Guards at an immigration detention center in Louisiana pepper-sprayed asylum seekers this week who were demanding their release, according to two of the protesters.
Menoh Ernest, a Cameroonian asylum seeker at the Richwood Correctional Center in rural northern Louisiana, said about two dozen people were pepper-sprayed on Monday night. Guards, he said, placed their knees on demonstrators’ necks while restraining them. Another Cameroonian asylum seeker who has been detained for nearly 18 months, whom I’ll call Wilfred because he did not give permission to use his name, reported that he still had bruises and trouble swallowing after guards “climbed” onto his neck.

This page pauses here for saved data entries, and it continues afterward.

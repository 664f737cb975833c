use std::env;
use std::fmt;
use std::time::Duration;

use thiserror::Error;

const ENV_PREFIX: &str = "SEO_AUDIT_";

pub const DEFAULT_USER_AGENT: &str =
    "Mozilla/5.0 (compatible; seo-audit/0.1)";

/// Top-level configuration for the auditor.
#[derive(Debug, Clone, Default)]
pub struct AppConfig {
    pub http: HttpConfig,
    pub batch: BatchConfig,
    pub sitemap: SitemapConfig,
    pub telemetry: TelemetryConfig,
}

impl AppConfig {
    /// Load from `.env` and `SEO_AUDIT_*` variables, falling back to defaults.
    pub fn load() -> Result<Self, ConfigError> {
        dotenvy::dotenv().ok();
        Self::from_lookup(|key| env::var(format!("{ENV_PREFIX}{key}")).ok())
    }

    /// Build a config from an arbitrary key lookup (keys without prefix).
    pub fn from_lookup<F>(lookup: F) -> Result<Self, ConfigError>
    where
        F: Fn(&str) -> Option<String>,
    {
        let defaults = Self::default();

        let http = HttpConfig {
            timeout_secs: parse_or(&lookup, "TIMEOUT_SECS", defaults.http.timeout_secs)?,
            max_redirects: parse_or(&lookup, "MAX_REDIRECTS", defaults.http.max_redirects)?,
            user_agent: lookup("USER_AGENT").unwrap_or(defaults.http.user_agent),
        };

        let batch = BatchConfig {
            max_urls: parse_or(&lookup, "MAX_URLS", defaults.batch.max_urls)?,
            concurrency: parse_or(&lookup, "CONCURRENCY", defaults.batch.concurrency)?,
            delay_ms: parse_or(&lookup, "DELAY_MS", defaults.batch.delay_ms)?,
        };
        if batch.concurrency == 0 {
            return Err(ConfigError::OutOfRange {
                key: "CONCURRENCY",
                reason: "must be at least 1",
            });
        }

        let sitemap = SitemapConfig {
            max_child_sitemaps: parse_or(
                &lookup,
                "SITEMAP_MAX_CHILDREN",
                defaults.sitemap.max_child_sitemaps,
            )?,
            max_urls: parse_or(&lookup, "SITEMAP_MAX_URLS", defaults.sitemap.max_urls)?,
            max_depth: parse_or(&lookup, "SITEMAP_MAX_DEPTH", defaults.sitemap.max_depth)?,
            ..defaults.sitemap
        };

        let telemetry = TelemetryConfig {
            log_level: lookup("LOG_LEVEL").unwrap_or(defaults.telemetry.log_level),
        };

        Ok(Self {
            http,
            batch,
            sitemap,
            telemetry,
        })
    }
}

fn parse_or<T, F>(lookup: &F, key: &'static str, default: T) -> Result<T, ConfigError>
where
    T: std::str::FromStr,
    F: Fn(&str) -> Option<String>,
{
    match lookup(key) {
        Some(raw) => raw
            .trim()
            .parse::<T>()
            .map_err(|_| ConfigError::InvalidNumber { key, value: raw }),
        None => Ok(default),
    }
}

/// HTTP client settings for page and sitemap fetches.
#[derive(Debug, Clone)]
pub struct HttpConfig {
    pub timeout_secs: u64,
    pub max_redirects: usize,
    pub user_agent: String,
}

impl HttpConfig {
    pub fn timeout(&self) -> Duration {
        Duration::from_secs(self.timeout_secs)
    }
}

impl Default for HttpConfig {
    fn default() -> Self {
        Self {
            timeout_secs: 8,
            max_redirects: 5,
            user_agent: DEFAULT_USER_AGENT.to_string(),
        }
    }
}

/// Batch audit policy.
#[derive(Debug, Clone, PartialEq, Eq)]
pub struct BatchConfig {
    pub max_urls: usize,
    pub concurrency: usize,
    pub delay_ms: u64,
}

impl Default for BatchConfig {
    fn default() -> Self {
        Self {
            max_urls: 10,
            concurrency: 2,
            delay_ms: 500,
        }
    }
}

/// Sitemap traversal limits.
#[derive(Debug, Clone, PartialEq, Eq)]
pub struct SitemapConfig {
    pub max_child_sitemaps: usize,
    pub max_urls: usize,
    pub max_depth: usize,
    pub jitter_min_ms: u64,
    pub jitter_max_ms: u64,
}

impl Default for SitemapConfig {
    fn default() -> Self {
        Self {
            max_child_sitemaps: 10,
            max_urls: 1000,
            max_depth: 2,
            jitter_min_ms: 200,
            jitter_max_ms: 500,
        }
    }
}

/// Tracing controls.
#[derive(Debug, Clone)]
pub struct TelemetryConfig {
    pub log_level: String,
}

impl Default for TelemetryConfig {
    fn default() -> Self {
        Self {
            log_level: "info".to_string(),
        }
    }
}

#[derive(Debug, Error)]
pub enum ConfigError {
    #[error("invalid value '{value}' for SEO_AUDIT_{key}")]
    InvalidNumber { key: &'static str, value: String },
    #[error("SEO_AUDIT_{key} {reason}")]
    OutOfRange {
        key: &'static str,
        reason: &'static str,
    },
}

impl fmt::Display for BatchConfig {
    fn fmt(&self, f: &mut fmt::Formatter<'_>) -> fmt::Result {
        write!(
            f,
            "max_urls={} concurrency={} delay={}ms",
            self.max_urls, self.concurrency, self.delay_ms
        )
    }
}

The incident is the latest in an extensive pattern of Immigration and Customs Enforcement detainees being pepper-sprayed as they push for their release and safer conditions during the coronavirus pandemic. Hundreds of detained immigrants and asylum seekers have been exposed to pepper spray on at least a dozen occasions since late March. Unlike with deaths in ICE custody, the agency does not have a policy of disclosing uses of force, including the use of chemical agents, so it’s possible that some incidents have gone unreported.
ICE spokesperson Bryan Cox confirmed the pepper-spraying, but he said in an email that the two men’s accounts left out “critical information.” The pepper-spraying, he said, only “occurred only after a group of detainees refused repeated commands from facility staff and only after numerous attempts to verbally deescalate the situation were unsuccessful.” His response did not dispute the detained men’s claim that they were protesting peacefully.
Cox said that “verbal [deescalation] attempts were successful in getting approximately ten detainees to become compliant.” He added, “however, to maintain orderly facility operations and protect the health and safety of all persons a brief calculated use of [pepper] spray was deployed against the group of detainees who refused to comply with directives from facility staff.”
For many people in ICE custody, the sense that neither deportation nor release is imminent is deepening a feeling of being trapped. Ernest said he’s been detained for 11 months, even though a judge ordered him removed from the country in December. Wilfred also said he’s been detained for months after signing a deportation order.
Ernest explained that he was healthy when he entered ICE custody but now suffers from depression and high blood pressure. He was infected with COVID-19 during an outbreak that started at Richwood in April, he said. Two guards at the jail died in late April and at least two people in ICE custody at Richwood were hospitalized with COVID-19. All 65 people who tested positive have now recovered or been released, according to ICE. (I wrote earlier this month about the fight to release one of those men.)
The two Cameroonians, along with people from countries including Bangladesh, Nepal, and Uganda, refused to leave the recreation yard on Monday as a way of protesting to demand their release, Wilfred said. He described guards at Richwood, a for-profit facility run by LaSalle Corrections under a contract with ICE, shaking cans of pepper spray as they approached him and other protesters. “When [the guards] were coming, we were sitting down,” he said, “because there was no violence.”
Wilfred added that he held up his hand to protect himself while guards sprayed him. He said he had bruising on his face and leg as a result of the force used to restrain him. He also told his attorney, Lara Nochomovitz, that guards had “climbed” onto his neck.
Asked about Wilfred’s claim that a guard placed a knee on his neck, Cox responded, “After employing OC spray facility staff physically restrained the detainees and took them for medical evaluation. The use of force was conducted in accordance with agency policy and reported to ICE HQ for review, which is standard practice.”
A Cuban man in another dorm at Richwood, who reported having been detained for more than a year, said that even one of the ICE deportation officers at Richwood told him he couldn’t understand why the agency is refusing to release some people there. Even detainees who want to be deported rather than stay in facilities where coronavirus is spreading have continued to spend months in detention, due to bureaucratic delays and because countries have been reticent to accept deportees from the United States, which has the world’s most coronavirus cases and deaths.
But the Cuban man, like many Richwood detainees I’ve spoken to, wondered whether ICE’s decision to hold people for such long periods of time was a scheme for enriching private prisons companies. “It’s like they have us kidnapped here,” he said, in Spanish. “That might sound a bit harsh, but it’s like being kidnapped.” He added, “It sometimes seems to us like they’re running a business here.”